### Description of the task
What is the number of lines in this data that contain the word "derive"? Give the number alone.

---------- Information given

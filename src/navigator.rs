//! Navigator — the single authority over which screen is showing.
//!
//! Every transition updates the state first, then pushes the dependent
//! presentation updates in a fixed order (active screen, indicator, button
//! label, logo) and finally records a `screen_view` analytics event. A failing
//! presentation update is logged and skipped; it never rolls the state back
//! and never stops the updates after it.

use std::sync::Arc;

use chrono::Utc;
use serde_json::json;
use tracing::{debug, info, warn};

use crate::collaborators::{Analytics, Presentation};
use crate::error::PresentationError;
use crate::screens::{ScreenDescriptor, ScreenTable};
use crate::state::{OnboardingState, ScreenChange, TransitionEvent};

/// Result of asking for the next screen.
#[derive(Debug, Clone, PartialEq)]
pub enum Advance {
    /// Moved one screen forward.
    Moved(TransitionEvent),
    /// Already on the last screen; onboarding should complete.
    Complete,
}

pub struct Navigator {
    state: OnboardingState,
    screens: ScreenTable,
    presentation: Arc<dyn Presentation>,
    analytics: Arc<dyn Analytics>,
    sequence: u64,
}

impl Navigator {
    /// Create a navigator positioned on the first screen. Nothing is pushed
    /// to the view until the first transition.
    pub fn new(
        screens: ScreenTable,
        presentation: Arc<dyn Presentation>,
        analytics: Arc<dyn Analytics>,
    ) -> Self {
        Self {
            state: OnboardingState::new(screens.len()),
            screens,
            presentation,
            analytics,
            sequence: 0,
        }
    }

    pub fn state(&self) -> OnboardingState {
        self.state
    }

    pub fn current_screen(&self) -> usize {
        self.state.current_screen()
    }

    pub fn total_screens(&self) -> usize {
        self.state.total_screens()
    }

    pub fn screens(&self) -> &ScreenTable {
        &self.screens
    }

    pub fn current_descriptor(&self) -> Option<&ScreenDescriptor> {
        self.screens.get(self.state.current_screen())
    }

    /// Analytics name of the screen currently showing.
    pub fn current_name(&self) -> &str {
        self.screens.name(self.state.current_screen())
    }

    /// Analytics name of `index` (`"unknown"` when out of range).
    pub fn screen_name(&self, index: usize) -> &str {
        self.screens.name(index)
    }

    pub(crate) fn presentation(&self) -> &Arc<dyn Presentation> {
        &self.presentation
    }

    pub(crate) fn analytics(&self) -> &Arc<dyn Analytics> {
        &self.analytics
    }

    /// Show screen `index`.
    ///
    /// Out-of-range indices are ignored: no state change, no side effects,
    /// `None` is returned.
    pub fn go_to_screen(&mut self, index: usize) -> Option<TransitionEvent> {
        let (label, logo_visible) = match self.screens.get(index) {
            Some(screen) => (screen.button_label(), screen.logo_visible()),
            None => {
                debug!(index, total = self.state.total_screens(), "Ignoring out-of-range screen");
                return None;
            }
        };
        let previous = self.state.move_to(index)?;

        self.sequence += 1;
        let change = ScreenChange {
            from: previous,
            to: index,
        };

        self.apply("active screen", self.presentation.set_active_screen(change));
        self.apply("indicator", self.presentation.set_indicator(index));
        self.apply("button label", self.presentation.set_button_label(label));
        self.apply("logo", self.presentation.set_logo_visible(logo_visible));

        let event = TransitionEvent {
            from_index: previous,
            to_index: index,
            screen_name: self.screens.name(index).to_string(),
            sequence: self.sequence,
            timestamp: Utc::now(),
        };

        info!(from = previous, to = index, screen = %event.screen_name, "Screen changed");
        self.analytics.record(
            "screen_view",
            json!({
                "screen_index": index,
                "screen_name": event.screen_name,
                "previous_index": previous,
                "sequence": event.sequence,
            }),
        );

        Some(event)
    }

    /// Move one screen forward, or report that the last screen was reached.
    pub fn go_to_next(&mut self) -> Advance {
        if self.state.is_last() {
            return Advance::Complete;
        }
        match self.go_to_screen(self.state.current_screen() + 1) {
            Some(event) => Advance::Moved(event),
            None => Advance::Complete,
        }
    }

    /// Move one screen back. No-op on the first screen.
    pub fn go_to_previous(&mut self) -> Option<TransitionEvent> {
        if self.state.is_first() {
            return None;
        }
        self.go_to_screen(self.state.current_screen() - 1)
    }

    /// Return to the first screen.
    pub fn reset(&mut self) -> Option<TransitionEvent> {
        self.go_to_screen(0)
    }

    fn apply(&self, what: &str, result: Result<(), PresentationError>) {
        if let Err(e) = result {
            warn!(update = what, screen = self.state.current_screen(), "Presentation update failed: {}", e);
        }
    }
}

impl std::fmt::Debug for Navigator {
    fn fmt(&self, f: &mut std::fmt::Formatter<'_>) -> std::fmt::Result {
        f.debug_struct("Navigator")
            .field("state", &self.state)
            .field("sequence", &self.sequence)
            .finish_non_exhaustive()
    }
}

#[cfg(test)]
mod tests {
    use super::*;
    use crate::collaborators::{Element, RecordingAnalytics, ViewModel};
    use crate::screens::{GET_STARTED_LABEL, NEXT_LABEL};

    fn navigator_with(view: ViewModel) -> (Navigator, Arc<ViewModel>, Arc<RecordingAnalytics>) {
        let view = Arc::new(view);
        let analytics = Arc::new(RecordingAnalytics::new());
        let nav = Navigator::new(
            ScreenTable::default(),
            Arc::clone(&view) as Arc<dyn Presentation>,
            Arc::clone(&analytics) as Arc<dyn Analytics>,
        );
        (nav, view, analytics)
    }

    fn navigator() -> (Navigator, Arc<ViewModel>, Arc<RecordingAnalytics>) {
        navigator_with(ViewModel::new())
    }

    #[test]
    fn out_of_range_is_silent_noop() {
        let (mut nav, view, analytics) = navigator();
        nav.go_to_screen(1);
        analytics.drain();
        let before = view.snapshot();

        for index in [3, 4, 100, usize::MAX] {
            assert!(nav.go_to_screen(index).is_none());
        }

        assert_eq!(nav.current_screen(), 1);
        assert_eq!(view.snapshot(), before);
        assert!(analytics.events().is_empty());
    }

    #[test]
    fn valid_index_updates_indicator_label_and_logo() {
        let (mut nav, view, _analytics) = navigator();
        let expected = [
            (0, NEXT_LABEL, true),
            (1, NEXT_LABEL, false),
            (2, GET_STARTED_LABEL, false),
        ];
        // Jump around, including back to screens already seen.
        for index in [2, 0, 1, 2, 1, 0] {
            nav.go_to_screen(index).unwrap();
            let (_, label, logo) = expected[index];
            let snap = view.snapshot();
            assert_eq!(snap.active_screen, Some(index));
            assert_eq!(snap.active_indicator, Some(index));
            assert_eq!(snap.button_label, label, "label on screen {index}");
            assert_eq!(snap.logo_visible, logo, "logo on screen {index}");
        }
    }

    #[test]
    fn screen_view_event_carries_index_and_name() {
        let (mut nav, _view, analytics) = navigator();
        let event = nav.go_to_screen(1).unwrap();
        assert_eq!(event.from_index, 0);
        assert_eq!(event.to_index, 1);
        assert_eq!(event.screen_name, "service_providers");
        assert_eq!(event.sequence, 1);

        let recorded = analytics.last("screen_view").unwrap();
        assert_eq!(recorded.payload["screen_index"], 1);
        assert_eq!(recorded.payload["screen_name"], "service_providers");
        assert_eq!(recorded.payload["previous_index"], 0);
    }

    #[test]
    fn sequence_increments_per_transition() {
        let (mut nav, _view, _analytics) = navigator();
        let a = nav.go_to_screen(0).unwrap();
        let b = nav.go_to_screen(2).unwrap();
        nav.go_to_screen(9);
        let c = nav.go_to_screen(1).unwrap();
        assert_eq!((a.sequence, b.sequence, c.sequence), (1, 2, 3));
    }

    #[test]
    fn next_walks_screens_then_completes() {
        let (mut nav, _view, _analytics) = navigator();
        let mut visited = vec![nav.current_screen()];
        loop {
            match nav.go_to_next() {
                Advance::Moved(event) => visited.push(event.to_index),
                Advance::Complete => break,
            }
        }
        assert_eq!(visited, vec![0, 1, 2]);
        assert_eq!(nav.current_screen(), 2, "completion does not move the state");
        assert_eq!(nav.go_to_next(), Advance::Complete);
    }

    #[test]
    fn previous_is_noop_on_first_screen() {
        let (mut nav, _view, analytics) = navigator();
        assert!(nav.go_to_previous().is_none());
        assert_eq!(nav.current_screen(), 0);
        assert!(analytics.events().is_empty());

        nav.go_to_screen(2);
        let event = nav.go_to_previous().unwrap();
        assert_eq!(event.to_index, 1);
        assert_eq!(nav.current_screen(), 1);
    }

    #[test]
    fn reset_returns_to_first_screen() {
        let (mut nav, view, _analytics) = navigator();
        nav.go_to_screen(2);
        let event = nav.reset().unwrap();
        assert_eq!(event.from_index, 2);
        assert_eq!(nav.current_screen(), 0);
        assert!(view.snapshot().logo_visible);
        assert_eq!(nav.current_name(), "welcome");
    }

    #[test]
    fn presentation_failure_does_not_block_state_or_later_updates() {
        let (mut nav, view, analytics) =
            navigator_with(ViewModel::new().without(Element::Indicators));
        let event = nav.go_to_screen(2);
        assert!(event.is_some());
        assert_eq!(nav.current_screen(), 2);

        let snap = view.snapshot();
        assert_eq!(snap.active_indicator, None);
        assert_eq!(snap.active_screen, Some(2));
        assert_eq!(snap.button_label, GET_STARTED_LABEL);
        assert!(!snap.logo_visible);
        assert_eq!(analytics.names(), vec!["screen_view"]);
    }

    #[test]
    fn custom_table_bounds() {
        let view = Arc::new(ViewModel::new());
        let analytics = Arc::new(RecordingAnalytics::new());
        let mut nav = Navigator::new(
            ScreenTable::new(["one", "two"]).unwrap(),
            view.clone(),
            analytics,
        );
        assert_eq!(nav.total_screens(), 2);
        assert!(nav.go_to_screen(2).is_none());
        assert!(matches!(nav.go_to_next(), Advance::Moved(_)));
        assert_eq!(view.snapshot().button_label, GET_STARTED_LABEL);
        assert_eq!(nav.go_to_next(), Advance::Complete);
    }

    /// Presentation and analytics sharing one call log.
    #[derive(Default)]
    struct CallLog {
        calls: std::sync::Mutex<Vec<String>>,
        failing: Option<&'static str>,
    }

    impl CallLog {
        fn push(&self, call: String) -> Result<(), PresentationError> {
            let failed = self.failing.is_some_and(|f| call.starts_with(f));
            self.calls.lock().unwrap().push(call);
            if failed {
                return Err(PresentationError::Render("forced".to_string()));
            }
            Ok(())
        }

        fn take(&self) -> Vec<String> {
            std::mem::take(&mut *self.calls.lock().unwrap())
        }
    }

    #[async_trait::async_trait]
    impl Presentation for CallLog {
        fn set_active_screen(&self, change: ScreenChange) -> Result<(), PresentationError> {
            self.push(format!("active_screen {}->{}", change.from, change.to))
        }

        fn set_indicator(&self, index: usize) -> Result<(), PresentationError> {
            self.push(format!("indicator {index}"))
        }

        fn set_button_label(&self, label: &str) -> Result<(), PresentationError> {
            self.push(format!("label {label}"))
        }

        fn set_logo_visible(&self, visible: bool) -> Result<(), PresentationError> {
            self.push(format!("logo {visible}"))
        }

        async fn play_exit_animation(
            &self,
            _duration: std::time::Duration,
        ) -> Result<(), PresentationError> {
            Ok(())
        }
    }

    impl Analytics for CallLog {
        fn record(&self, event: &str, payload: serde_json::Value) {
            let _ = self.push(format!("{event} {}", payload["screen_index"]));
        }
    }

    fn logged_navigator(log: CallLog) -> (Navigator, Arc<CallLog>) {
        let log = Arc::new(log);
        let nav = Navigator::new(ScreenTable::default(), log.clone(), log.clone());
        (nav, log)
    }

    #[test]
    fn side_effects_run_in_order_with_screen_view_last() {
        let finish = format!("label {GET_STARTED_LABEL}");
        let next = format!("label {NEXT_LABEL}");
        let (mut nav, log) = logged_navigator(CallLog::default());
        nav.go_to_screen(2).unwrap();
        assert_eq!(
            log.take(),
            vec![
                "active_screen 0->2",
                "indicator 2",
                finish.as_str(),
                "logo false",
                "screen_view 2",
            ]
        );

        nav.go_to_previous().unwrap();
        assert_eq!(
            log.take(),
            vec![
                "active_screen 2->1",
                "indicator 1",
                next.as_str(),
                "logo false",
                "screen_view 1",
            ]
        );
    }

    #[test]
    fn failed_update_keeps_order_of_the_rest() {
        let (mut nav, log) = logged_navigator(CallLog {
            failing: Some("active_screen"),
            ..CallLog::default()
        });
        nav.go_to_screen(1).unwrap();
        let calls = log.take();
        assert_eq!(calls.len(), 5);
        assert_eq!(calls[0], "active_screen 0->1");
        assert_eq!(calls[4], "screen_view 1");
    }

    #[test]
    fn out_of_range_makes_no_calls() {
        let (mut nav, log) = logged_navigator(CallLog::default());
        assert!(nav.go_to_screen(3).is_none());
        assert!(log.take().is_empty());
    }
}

--------------------

### Response to the exercise
2